Looking at the angles, we see that triangle $BDE$ is similar to $DCB$. Because of this, $\frac{AB}{CB} = \frac{EB}{DB}$. From the given information and the Pythagorean theorem, $AB=4$, $CB=3$, and $DB=5$. Solving gives $EB=20/3$.

We can use the above formula to solve for $BF$. $BD^2 = 20/3\cdot BF$. Solve to obtain $BF=15/4$.

We now know $EB$ and $BF$. $EF = EB+BF = \frac{20}3 + \frac{15}4 = \frac{80 + 45}{12} = \boxed{\frac{125}{12}}$.

### Solution 3

There is a better solution where we find $EF$ directly instead of in parts (use similarity).

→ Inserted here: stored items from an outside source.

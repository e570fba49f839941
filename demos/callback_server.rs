//! Example: third-party suite callback server
//!
//! This example:
//! 1. Loads suite configuration from the environment (and `.env`)
//! 2. Starts the suite token service, which waits for the first suite_ticket push
//! 3. Verifies, decrypts and dispatches callbacks
//! 4. Answers text messages with an encrypted passive reply
//!
//! Running this example:
//! ```bash
//! WXSUITE_SUITE_ID=ww... \
//! WXSUITE_SUITE_SECRET=... \
//! WXSUITE_CALLBACK_TOKEN=your_callback_token \
//! WXSUITE_ENCODING_AES_KEY=your_43_char_aes_key \
//! RUST_LOG=info,wxsuite_rs=debug \
//! cargo run --example callback_server
//! ```
//!
//! Endpoints (default http://127.0.0.1:3000):
//! - GET  /health   - Health check endpoint
//! - GET  /callback - URL verification
//! - POST /callback - suite events and app messages

use std::sync::Arc;

use async_trait::async_trait;
use axum::{Json, response::IntoResponse, routing::get};
use tracing::{info, warn};
use tracing_subscriber::EnvFilter;
use wxsuite_rs::{
    CallbackVerifier, Dispatcher, INFO_TYPE_SUITE_TICKET, MessageContext, MessageHandler, Reply,
    SuiteConfig, SuiteTicketHandler, SuiteTokenService, TokenService, crypto, keys,
};

/// Echo text messages back, encrypted with the key that opened them.
struct EchoText {
    token: String,
}

#[async_trait]
impl MessageHandler for EchoText {
    async fn handle(&self, ctx: &MessageContext) -> anyhow::Result<Reply> {
        let reply = format!(
            "<xml><ToUserName><![CDATA[{}]]></ToUserName><FromUserName><![CDATA[{}]]></FromUserName><CreateTime>{}</CreateTime><MsgType><![CDATA[text]]></MsgType><Content><![CDATA[received]]></Content></xml>",
            ctx.envelope.from_user_name, ctx.envelope.to_user_name, ctx.timestamp
        );
        let body = crypto::encrypt_reply(
            &self.token,
            &ctx.aes_key,
            &ctx.receiver_id,
            reply.as_bytes(),
            &ctx.timestamp,
            &ctx.nonce,
        )?;
        Ok(Reply::Body(body.into_bytes()))
    }
}

/// Health check endpoint
async fn health() -> impl IntoResponse {
    Json(serde_json::json!({
        "status": "ok",
        "message": "suite callback server is running"
    }))
}

#[tokio::main]
async fn main() -> anyhow::Result<()> {
    dotenvy::dotenv().ok();
    tracing_subscriber::fmt()
        .with_env_filter(
            EnvFilter::try_from_default_env().unwrap_or_else(|_| EnvFilter::new("info")),
        )
        .init();

    let cfg = match SuiteConfig::from_env() {
        Ok(cfg) => cfg,
        Err(e) => {
            warn!("{e}");
            info!(
                "example values: WXSUITE_CALLBACK_TOKEN={} WXSUITE_ENCODING_AES_KEY={}",
                keys::generate_token(32),
                keys::generate_encoding_aes_key()
            );
            return Err(e.into());
        }
    };
    info!(?cfg, "configuration loaded");

    let service = Arc::new(SuiteTokenService::new(
        cfg.suite_client()?,
        cfg.suite_auth(),
        cfg.refresher_options(),
    ));

    let dispatcher = Dispatcher::new()
        .on(
            INFO_TYPE_SUITE_TICKET,
            Arc::new(SuiteTicketHandler::new(Arc::clone(&service))),
        )
        .on(
            "text",
            Arc::new(EchoText {
                token: cfg.callback_token.clone(),
            }),
        );
    let verifier = Arc::new(CallbackVerifier::new(
        &cfg.callback_token,
        &cfg.suite_id,
        Arc::new(cfg.key_ring()),
        dispatcher,
    ));

    let app = wxsuite_rs::server::router(verifier, "/callback").route("/health", get(health));

    let listener = tokio::net::TcpListener::bind(cfg.listen_addr).await?;
    info!("Server listening on http://{}", listener.local_addr()?);

    axum::serve(listener, app)
        .with_graceful_shutdown(async {
            tokio::signal::ctrl_c().await.ok();
        })
        .await?;

    match service.token().await {
        Ok(_) => info!("suite_access_token was available at shutdown"),
        Err(e) => info!("no suite_access_token at shutdown: {e}"),
    }
    service.shutdown().await;
    Ok(())
}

The strategy is similar.

### Solution 4(Coordinate Bash)

To keep things simple, we will use coordinates in only the first quadrant. The picture will look like the diagram above reflected over the $x$-axis.It is also worth noting the $F$ will lie on the $x$ axis and $E$ on the $y$. Let $D$ be the origin, $A(3,0)$, $C(4,0)$, and $B(4,3)$. We can express segment $DB$ as the line $y=\frac{3x}{4}$. Since $EF$ is perpendicular to $DB$, and we know that $(4,3)$ lies on it, we can use this information to find that segment $EF$ is on the line $y=\frac{-4x}{3}+\frac{25}{3}$. Since $E$ and $F$ are on the $y$ and $x$ axis, respectively, we plug in $0$ for $x$ and $y$, we find that point $E$ is at $(0,\frac{25}{3})$, and point $F$ is at $(\frac{25}{4},0)$. Applying the distance formula, we obtain that $EF$= $\boxed{\frac{125}{12}}$. Binderclips1 01:04, 10 June 2020 (EDT)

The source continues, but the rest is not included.